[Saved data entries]

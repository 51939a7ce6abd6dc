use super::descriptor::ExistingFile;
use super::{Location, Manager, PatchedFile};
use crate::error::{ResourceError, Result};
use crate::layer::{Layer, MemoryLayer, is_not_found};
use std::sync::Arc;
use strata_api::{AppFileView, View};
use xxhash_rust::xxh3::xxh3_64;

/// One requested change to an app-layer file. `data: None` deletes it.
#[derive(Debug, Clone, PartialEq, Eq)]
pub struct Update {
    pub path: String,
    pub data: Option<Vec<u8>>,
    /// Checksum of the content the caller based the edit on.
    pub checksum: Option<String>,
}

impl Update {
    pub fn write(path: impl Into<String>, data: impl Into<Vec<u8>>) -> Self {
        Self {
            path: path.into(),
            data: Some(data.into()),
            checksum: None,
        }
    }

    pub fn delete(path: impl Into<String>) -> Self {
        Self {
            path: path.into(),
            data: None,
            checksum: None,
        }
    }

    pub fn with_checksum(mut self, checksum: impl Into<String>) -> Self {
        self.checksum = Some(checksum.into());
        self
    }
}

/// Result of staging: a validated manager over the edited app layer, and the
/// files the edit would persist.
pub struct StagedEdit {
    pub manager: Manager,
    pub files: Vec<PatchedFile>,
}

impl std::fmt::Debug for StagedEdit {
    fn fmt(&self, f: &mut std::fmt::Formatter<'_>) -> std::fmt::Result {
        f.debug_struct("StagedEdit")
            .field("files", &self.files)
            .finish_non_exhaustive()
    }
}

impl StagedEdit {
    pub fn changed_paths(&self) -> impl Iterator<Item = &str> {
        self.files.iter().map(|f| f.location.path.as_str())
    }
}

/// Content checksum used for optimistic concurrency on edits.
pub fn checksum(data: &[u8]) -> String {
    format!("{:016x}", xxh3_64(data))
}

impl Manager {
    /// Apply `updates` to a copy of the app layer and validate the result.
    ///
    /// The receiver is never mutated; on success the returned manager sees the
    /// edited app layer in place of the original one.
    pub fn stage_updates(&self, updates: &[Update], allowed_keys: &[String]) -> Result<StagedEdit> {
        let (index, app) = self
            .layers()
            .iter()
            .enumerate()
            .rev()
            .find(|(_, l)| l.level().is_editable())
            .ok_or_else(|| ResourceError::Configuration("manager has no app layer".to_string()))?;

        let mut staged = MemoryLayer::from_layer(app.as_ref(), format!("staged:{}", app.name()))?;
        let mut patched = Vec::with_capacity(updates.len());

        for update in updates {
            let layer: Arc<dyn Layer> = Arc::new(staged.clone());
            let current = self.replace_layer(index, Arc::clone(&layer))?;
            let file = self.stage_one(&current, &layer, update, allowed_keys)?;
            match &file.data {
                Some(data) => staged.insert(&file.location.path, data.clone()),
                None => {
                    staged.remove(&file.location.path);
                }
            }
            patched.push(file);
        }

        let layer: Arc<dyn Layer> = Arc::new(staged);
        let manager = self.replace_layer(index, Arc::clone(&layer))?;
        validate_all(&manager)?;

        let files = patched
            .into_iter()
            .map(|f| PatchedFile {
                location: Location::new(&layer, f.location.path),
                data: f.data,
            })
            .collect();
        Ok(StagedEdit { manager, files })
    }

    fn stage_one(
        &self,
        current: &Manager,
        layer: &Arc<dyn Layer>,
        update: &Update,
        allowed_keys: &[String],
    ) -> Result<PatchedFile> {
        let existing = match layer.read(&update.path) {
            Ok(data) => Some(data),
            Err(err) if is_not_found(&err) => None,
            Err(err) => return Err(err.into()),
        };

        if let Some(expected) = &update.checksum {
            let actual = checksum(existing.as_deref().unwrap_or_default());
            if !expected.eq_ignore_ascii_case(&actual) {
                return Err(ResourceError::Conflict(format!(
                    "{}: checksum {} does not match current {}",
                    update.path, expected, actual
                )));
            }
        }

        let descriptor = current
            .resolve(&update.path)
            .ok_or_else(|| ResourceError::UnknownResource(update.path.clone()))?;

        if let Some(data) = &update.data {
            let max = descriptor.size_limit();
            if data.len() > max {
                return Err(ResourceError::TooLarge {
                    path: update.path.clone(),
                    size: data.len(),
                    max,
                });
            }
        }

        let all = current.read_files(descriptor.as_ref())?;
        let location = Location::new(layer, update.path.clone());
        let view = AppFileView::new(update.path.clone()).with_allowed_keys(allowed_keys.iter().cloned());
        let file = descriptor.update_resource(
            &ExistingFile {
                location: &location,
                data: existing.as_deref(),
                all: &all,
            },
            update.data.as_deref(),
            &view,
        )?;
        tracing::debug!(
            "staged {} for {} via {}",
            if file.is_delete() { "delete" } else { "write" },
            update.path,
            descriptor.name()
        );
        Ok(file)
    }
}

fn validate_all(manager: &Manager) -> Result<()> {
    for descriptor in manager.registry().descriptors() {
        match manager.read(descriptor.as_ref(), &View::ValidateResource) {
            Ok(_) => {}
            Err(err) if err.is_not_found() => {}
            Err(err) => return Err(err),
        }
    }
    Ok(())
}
...
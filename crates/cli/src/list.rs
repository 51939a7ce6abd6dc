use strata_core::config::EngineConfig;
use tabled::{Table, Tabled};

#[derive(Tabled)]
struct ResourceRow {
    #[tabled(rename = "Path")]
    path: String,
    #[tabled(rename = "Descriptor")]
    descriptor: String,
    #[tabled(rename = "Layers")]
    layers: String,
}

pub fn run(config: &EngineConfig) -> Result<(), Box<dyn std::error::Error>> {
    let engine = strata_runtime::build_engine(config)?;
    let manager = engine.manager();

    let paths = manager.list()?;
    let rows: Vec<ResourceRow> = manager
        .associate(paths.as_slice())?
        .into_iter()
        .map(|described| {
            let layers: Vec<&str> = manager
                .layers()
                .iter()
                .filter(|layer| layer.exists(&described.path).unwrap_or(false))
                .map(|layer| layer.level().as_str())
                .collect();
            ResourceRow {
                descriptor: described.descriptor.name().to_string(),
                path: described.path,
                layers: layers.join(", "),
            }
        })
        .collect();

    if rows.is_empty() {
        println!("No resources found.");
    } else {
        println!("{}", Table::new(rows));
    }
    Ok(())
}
---
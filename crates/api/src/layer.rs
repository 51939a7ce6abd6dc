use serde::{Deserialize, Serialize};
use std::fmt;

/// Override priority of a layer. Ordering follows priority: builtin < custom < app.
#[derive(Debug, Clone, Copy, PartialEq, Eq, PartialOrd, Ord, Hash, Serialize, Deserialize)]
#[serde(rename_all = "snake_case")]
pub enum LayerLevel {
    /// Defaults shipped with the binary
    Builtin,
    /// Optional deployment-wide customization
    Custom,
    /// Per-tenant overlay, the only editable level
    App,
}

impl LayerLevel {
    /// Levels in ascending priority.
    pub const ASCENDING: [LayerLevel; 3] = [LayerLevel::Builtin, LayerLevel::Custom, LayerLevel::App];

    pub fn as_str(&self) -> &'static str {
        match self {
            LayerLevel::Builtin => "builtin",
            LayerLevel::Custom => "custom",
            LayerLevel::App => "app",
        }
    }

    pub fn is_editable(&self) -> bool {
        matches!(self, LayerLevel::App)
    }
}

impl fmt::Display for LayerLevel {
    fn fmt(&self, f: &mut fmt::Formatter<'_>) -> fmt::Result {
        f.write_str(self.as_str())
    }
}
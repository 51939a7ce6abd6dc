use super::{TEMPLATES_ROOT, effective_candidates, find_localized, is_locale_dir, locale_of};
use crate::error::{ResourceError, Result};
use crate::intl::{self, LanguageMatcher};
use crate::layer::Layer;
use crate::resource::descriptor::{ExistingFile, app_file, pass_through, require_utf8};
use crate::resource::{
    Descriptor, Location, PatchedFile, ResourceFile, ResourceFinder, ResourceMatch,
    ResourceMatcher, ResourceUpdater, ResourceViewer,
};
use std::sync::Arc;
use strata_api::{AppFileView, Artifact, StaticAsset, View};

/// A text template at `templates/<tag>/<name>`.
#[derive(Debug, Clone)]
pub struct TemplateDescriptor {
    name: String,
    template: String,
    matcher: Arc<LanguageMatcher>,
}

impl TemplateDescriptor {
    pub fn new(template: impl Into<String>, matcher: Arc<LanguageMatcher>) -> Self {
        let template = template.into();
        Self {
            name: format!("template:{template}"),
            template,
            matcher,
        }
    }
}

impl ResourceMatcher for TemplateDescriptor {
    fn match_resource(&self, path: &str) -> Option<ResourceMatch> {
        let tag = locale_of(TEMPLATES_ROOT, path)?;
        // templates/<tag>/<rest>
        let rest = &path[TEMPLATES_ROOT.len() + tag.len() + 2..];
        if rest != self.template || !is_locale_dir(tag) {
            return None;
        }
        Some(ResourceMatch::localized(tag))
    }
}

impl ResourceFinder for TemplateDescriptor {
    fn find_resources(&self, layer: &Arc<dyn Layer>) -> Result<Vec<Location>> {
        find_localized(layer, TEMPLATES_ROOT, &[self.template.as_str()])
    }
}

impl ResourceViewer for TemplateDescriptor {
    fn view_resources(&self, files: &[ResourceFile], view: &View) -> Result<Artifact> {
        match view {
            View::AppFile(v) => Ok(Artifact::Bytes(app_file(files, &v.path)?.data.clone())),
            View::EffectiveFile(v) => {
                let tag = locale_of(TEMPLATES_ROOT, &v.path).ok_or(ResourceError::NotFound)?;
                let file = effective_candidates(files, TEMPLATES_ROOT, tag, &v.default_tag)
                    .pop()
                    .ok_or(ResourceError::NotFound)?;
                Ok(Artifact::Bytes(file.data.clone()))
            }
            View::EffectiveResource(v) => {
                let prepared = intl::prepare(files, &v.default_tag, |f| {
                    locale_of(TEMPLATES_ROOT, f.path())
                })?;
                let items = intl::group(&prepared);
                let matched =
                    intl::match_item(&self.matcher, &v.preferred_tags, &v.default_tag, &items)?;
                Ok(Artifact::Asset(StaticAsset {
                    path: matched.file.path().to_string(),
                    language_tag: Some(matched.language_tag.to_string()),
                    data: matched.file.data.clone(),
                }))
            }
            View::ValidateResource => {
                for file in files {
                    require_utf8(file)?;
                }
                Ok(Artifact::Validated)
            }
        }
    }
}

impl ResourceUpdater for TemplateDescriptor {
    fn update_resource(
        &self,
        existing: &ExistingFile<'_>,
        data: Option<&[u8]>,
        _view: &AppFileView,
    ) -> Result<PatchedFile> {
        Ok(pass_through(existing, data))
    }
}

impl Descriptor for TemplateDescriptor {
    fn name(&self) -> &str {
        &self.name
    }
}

Your objective: All that should be written out is the stretch of lines above between the one holding "fn find_resources(&self, layer: &Arc<dyn" and the one holding "fn view_resources(&self, files: &[ResourceFile], view: &View)", inclusive, exactly as given.

Response box:
    fn find_resources(&self, layer: &Arc<dyn Layer>) -> Result<Vec<Location>> {
        find_localized(layer, TEMPLATES_ROOT, &[self.template.as_str()])
    }
}

impl ResourceViewer for TemplateDescriptor {
    fn view_resources(&self, files: &[ResourceFile], view: &View) -> Result<Artifact> {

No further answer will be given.